**Your objective:** Below this line is the material. Write out only its lines from the one containing "for zero-bounds-check scanning." through the one containing "64-byte boundary, which", both kept, exactly.

**Records for the task:**
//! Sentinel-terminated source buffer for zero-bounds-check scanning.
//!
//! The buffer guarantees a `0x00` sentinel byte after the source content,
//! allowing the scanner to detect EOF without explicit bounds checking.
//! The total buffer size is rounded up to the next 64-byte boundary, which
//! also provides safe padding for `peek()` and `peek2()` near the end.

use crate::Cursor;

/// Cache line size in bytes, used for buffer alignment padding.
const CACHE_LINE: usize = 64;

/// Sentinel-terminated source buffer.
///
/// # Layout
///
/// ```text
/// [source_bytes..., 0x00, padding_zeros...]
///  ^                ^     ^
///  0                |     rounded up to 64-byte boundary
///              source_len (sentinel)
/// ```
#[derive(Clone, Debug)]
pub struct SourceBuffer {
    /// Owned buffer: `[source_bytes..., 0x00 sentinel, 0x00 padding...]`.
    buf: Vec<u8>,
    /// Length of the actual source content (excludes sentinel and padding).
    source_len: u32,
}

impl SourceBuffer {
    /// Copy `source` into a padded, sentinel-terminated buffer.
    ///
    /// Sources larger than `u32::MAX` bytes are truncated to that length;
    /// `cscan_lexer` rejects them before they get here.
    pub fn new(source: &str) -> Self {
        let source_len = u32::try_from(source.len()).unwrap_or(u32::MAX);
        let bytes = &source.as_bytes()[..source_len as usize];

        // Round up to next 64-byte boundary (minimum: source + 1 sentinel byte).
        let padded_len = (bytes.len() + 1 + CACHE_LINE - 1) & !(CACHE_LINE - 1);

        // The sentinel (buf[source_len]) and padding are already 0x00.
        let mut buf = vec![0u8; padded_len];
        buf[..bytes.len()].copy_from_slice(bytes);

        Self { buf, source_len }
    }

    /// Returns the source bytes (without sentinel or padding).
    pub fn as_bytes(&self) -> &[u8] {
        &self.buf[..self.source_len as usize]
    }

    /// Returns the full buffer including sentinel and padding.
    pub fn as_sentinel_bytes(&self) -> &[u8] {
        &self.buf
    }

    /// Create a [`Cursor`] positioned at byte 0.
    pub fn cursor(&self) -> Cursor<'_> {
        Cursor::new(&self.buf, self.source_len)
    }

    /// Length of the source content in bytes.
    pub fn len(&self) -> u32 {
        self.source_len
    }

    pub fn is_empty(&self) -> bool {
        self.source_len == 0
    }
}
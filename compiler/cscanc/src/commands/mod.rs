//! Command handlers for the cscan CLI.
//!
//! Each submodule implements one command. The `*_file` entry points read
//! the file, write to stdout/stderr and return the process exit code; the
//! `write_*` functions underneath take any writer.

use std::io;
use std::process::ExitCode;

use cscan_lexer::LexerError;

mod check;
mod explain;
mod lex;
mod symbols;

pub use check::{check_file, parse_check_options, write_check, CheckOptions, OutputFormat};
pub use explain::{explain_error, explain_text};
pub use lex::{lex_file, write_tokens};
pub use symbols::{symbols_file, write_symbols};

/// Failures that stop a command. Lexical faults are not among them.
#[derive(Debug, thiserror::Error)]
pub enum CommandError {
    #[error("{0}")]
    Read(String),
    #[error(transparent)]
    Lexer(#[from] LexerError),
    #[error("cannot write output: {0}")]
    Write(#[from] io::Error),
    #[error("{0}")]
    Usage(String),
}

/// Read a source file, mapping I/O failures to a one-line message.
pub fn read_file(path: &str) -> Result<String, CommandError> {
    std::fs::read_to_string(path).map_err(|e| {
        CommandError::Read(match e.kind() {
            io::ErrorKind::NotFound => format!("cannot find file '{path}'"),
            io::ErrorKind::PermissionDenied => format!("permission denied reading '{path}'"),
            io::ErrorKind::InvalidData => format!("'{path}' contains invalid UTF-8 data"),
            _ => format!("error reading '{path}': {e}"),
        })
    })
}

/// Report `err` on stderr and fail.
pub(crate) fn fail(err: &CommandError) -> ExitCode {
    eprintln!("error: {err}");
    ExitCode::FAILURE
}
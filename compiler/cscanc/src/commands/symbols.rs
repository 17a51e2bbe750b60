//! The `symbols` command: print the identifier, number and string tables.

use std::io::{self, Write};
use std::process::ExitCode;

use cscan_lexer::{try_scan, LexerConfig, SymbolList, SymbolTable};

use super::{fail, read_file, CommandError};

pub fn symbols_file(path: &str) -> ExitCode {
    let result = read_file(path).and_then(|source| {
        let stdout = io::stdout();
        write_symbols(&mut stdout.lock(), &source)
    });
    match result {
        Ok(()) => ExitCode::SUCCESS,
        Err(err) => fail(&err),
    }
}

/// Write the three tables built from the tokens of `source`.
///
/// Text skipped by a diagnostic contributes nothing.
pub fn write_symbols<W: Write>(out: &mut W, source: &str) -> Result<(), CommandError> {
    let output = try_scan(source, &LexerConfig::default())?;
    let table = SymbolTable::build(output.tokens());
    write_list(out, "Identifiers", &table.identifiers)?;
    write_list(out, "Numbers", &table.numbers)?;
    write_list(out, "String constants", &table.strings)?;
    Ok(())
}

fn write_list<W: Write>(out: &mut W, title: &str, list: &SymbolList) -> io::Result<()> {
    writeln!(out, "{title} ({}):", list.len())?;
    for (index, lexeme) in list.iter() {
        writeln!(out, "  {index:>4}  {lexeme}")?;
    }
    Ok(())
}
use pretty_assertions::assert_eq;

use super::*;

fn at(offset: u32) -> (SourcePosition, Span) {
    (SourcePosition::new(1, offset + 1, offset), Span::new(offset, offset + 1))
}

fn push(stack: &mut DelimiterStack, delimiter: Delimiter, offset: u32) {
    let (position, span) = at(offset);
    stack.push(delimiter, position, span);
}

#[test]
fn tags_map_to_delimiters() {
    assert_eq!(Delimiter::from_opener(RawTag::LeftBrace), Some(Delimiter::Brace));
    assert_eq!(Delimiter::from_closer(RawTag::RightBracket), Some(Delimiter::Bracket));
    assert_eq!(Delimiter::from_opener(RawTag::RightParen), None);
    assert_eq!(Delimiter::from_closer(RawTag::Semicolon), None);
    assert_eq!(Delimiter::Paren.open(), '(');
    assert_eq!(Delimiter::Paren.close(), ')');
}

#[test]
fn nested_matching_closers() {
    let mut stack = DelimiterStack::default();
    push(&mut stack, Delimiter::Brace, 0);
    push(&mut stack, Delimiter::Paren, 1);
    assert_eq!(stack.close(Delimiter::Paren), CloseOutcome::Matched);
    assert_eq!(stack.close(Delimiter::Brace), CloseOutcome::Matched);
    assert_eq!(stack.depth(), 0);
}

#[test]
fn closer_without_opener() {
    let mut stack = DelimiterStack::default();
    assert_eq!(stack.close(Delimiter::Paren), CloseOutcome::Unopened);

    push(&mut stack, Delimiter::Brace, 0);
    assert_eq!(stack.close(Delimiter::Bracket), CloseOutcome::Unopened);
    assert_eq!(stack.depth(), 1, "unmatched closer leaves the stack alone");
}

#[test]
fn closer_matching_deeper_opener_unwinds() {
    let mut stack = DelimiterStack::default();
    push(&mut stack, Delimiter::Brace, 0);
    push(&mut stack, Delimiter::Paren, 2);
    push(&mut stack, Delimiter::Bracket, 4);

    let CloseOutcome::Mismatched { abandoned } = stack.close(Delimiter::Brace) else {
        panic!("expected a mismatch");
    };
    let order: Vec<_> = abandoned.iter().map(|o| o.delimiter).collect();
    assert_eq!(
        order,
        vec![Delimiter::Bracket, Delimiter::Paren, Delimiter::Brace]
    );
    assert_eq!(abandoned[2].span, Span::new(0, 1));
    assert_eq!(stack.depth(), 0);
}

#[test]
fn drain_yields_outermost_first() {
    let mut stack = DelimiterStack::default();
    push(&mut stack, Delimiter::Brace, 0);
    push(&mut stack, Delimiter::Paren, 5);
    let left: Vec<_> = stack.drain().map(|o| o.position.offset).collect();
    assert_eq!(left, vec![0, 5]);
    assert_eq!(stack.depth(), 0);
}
==
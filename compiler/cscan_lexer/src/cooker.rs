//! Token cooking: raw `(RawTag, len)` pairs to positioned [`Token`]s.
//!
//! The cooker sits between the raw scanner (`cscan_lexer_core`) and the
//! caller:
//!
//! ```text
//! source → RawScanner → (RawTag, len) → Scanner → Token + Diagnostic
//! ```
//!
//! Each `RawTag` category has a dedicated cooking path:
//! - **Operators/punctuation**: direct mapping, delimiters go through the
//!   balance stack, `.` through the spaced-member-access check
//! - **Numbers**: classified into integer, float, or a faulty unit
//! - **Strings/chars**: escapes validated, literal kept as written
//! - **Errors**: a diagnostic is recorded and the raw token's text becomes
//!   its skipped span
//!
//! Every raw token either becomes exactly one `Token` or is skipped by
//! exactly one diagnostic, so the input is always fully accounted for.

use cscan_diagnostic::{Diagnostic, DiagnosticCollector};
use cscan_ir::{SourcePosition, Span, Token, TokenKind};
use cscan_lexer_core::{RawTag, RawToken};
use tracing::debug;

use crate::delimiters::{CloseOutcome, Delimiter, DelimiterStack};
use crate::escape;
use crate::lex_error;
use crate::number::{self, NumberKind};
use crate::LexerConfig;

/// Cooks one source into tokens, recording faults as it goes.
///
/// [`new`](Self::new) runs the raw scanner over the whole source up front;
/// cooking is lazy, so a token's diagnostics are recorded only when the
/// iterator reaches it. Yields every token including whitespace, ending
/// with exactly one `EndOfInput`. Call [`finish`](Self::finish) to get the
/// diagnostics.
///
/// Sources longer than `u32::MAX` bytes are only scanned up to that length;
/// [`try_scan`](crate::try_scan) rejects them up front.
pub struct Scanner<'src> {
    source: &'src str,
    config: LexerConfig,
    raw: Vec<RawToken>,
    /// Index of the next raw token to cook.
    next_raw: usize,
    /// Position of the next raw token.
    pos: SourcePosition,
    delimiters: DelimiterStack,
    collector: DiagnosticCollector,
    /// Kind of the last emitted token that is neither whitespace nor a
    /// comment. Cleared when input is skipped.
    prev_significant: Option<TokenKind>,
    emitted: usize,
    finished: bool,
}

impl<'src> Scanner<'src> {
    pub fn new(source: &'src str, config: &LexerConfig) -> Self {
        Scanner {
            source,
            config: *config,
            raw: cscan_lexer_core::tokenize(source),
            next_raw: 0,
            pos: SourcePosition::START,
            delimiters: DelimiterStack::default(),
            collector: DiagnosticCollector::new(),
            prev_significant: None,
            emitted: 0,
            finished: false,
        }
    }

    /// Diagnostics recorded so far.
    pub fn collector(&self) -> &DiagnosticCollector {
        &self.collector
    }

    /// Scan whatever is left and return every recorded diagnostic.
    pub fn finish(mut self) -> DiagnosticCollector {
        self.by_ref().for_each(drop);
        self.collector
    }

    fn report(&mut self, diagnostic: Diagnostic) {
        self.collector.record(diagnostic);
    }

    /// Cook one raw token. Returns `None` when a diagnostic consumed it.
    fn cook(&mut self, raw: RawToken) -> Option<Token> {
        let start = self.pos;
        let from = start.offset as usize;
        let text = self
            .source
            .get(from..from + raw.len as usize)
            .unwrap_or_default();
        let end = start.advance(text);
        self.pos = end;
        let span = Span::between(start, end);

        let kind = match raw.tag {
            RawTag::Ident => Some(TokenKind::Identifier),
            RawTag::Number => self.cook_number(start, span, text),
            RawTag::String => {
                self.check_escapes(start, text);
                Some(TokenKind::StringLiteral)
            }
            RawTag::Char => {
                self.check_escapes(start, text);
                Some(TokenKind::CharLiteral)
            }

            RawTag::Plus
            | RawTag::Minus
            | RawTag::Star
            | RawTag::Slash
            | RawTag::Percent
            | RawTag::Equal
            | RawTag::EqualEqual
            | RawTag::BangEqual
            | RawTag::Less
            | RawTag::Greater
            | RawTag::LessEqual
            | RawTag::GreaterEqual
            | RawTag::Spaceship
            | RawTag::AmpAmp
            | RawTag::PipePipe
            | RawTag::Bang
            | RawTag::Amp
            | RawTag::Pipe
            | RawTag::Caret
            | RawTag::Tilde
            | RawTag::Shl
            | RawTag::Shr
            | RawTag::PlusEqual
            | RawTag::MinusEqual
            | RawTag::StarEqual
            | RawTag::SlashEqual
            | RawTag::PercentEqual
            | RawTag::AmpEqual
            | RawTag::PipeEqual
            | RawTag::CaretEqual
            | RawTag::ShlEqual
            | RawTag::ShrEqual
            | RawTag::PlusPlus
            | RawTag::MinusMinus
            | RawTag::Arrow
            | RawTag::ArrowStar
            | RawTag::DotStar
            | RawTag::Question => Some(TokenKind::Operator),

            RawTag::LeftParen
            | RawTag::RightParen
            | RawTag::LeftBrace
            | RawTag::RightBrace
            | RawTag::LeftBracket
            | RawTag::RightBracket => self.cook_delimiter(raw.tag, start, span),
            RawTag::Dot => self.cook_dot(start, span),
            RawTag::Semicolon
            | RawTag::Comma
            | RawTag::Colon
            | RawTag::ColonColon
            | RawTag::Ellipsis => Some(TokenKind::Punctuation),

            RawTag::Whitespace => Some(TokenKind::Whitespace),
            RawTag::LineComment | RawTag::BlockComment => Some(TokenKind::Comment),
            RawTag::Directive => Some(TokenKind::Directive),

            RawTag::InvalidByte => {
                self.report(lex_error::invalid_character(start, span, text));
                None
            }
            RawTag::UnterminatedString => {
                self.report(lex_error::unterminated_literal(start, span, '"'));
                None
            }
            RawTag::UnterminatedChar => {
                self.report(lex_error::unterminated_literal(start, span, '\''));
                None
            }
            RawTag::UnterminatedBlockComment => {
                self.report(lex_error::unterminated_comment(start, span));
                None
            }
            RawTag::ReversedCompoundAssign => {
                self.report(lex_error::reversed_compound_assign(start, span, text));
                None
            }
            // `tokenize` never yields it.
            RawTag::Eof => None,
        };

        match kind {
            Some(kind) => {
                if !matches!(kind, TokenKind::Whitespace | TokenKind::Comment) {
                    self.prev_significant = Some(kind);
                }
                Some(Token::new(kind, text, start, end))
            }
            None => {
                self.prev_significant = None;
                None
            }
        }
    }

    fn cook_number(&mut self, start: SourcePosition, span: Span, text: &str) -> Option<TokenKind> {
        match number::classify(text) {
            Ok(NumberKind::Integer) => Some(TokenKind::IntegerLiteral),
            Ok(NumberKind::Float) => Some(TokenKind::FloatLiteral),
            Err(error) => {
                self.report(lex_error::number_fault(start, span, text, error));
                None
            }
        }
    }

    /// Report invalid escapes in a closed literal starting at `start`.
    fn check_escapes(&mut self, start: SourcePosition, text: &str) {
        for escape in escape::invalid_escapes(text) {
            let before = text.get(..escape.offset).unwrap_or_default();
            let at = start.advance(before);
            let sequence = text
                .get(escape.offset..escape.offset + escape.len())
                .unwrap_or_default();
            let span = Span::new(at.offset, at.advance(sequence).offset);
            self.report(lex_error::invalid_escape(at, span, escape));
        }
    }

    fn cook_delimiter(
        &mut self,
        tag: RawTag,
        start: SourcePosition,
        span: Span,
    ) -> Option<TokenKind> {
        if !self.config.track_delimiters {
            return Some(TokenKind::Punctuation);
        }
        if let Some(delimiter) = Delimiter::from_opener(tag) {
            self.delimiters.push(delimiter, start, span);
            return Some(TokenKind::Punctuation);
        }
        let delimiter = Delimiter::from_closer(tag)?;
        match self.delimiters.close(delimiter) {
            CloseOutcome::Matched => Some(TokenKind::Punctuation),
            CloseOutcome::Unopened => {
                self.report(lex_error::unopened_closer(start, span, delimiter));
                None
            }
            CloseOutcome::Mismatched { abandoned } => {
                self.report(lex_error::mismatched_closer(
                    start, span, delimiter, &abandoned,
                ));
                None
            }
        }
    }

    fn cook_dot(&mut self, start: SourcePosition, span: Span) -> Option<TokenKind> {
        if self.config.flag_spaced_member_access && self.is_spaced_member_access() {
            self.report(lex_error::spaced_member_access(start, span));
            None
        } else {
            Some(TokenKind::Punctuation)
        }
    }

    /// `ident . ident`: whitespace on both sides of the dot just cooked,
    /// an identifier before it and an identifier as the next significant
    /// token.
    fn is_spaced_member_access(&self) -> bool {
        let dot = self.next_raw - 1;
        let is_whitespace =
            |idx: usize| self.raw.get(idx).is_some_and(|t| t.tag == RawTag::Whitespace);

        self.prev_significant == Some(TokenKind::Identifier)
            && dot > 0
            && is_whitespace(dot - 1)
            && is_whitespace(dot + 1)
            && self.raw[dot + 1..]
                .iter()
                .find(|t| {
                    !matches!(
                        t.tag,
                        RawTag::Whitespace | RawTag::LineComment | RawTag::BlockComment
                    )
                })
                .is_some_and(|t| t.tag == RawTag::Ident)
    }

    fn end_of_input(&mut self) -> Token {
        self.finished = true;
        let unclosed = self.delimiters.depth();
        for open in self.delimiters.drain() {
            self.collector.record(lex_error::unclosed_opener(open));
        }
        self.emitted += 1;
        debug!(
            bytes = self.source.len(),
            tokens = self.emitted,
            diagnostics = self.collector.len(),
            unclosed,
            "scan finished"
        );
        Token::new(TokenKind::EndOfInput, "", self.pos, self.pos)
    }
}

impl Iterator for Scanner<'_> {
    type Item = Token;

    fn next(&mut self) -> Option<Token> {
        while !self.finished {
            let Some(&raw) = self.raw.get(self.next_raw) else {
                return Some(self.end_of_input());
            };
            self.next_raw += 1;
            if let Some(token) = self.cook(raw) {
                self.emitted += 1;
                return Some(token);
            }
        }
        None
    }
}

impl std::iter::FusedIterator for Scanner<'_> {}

**Answer for this exercise:**
//! Sentinel-terminated source buffer for zero-bounds-check scanning.
//!
//! The buffer guarantees a `0x00` sentinel byte after the source content,
//! allowing the scanner to detect EOF without explicit bounds checking.
//! The total buffer size is rounded up to the next 64-byte boundary, which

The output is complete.